# Why is normal distribution so ubiquitous?

machine learning Mathematica mathematics statistics### Contents

- Introduction
- As simple as it can get
- Why is convolution the natural way to express the sum of two random variables?
- Information-theoretic arguments
- References

## Introduction

Have you ever wondered why normal distributions are encountered so frequently in everyday life? Some examples include the height of people, newborns’ birth weight, the sum of two dice, and numerous others. Also, in statistical modeling, we often assume that some quantity is represented by a normal distribution. Particularly when we don’t know the actual distribution, but we do know the sample mean and standard deviation. It is as if Gaussian is the “default” or the most generic. Is there some fundamental reason Gaussians are all over the place? Yes, there is!

## As simple as it can get

### The case of rolling dice

Let’s take a couple of examples, starting with the case of throwing a fair die. Every number on each marked side has an equal probability of showing up, i.e., p=1/6. Let us examine the following sequence of 30 trials:

If we get to plot the frequency histogram of these numbers, we notice something resembling a uniform distribution. Considering we only threw the die 30 times, the small deviations are ok.

**Here comes the magic**. Suppose that we throw two dice 15 times, and we get the follwing pairs:

So the first time, we get 3 and 4, the second time 6 and 5, and so on. Now let us **take the sum of each pair**:

And let’s plot the frequency histogram **of the sums**.

**As you notice, the sums’ distribution switched from a uniform to something that starts looking like a Gaussian.** Just think about it for a second. Why does the number 7 appear so often as the sum of two dice? Well, because many combinations could end up having a sum of 7. E.g., 1 + 6, 6 + 1, 2 + 5, 5 + 2, 3 + 4, 4 + 3. The same logic applies to 6 as well. However, to get some very large sum, say 12, there is only one combination, namely 6 + 6. The same applies to small sums, like 2, which is realized only by 1 + 1.

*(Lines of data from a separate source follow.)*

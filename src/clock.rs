//! Monotonic clock readings and the borrow-correct duration arithmetic used
//! to time benchmark sweeps.

use std::fmt;
use std::ops::{Add, Sub};
use std::time::{Duration, Instant};

/// Nanoseconds per second; the nanosecond field of a [`Timespec`] is always
/// strictly below this.
pub const NANOS_PER_SEC: u32 = 1_000_000_000;

/// A monotonic clock reading split into whole seconds and nanoseconds,
/// mirroring the `(tv_sec, tv_nsec)` shape of a kernel timespec.
///
/// Only ever used for duration measurement, never for wall-clock dates.
#[derive(Debug, Clone, Copy, PartialEq, Eq, PartialOrd, Ord, Default)]
pub struct Timespec {
    pub sec: u64,
    pub nsec: u32,
}

impl Timespec {
    pub fn new(sec: u64, nsec: u32) -> Self {
        debug_assert!(nsec < NANOS_PER_SEC);
        Self { sec, nsec }
    }

    /// Zero duration.
    pub const ZERO: Timespec = Timespec { sec: 0, nsec: 0 };

    pub fn as_duration(self) -> Duration {
        Duration::new(self.sec, self.nsec)
    }
}

impl From<Duration> for Timespec {
    fn from(d: Duration) -> Self {
        Self {
            sec: d.as_secs(),
            nsec: d.subsec_nanos(),
        }
    }
}

/// Elapsed time between two monotonic readings. The caller guarantees
/// `end >= start`; when the end nanosecond field is smaller than the start's,
/// one second is borrowed and a full second of nanoseconds is added before
/// subtracting, so the result always has `nsec` in `[0, 1e9)`.
impl Sub for Timespec {
    type Output = Timespec;

    fn sub(self, start: Timespec) -> Timespec {
        let end = self;
        if end.nsec < start.nsec {
            Timespec {
                sec: end.sec - start.sec - 1,
                nsec: NANOS_PER_SEC + end.nsec - start.nsec,
            }
        } else {
            Timespec {
                sec: end.sec - start.sec,
                nsec: end.nsec - start.nsec,
            }
        }
    }
}

impl Add for Timespec {
    type Output = Timespec;

    fn add(self, other: Timespec) -> Timespec {
        let mut sec = self.sec + other.sec;
        let mut nsec = self.nsec + other.nsec;
        if nsec >= NANOS_PER_SEC {
            sec += 1;
            nsec -= NANOS_PER_SEC;
        }
        Timespec { sec, nsec }
    }
}

/// Formats as `sec.nnnnnnnnn`, the cell format used by the reporter.
impl fmt::Display for Timespec {
    fn fmt(&self, f: &mut fmt::Formatter<'_>) -> fmt::Result {
        write!(f, "{}.{:09}", self.sec, self.nsec)
    }
}

/// Monotonic time source. Readings are offsets from a process-local origin,
/// so they are only comparable against readings from the same clock.
#[derive(Debug, Clone)]
pub struct MonotonicClock {
    origin: Instant,
}

impl MonotonicClock {
    pub fn new() -> Self {
        Self {
            origin: Instant::now(),
        }
    }

    pub fn now(&self) -> Timespec {
        Timespec::from(self.origin.elapsed())
    }
}

impl Default for MonotonicClock {
    fn default() -> Self {
        Self::new()
    }
}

If we keep going by throwing more dice, say 4 at a time, the sums’ distribution will get even closer to a normal distribution. **There will be even more combinations of dice outcomes summing up to a “central” value, rather than in some extreme value.** In the following figure, we plot the number of distinct combinations that yield all possible sums in a “roll 4 dice” scenario. There is an exact correspondence between the number of generating combinations and the frequency a sum appears.

So here are the 146 combinations of dice values that sum to 11.

In the following histograms, we examine the sums’ distributions, starting with only one die and going up to 20 dice! By rolling merely three dice, the sum already looks pretty normally distributed.

We may now answer why bell curves are so ubiquitous: **because many variables in the real world are the sum of other independent variables.** And, when independent variables are added together, their sum converges to a normal distribution. Neat?

### The case of random walks

This example is reproduced (and modified) by the excellent book *“Statistical Rethinking: A Bayesian Course with Examples in R and Stan; Second Edition”.* Suppose we place 1000 folks on a field, one at a time. We then ask them to flip a coin and depending on the outcome, they take a step in the left or right direction. The distance of each step is a random number from 0 to 1 meter. Each person takes, say, a total of 16 such steps. The blue lines are the trajectories of the 1000 random walks. The red line is one such representative walk. At the right end of the plot, the grey line is the probability distribution of the position when the random walks have been completed.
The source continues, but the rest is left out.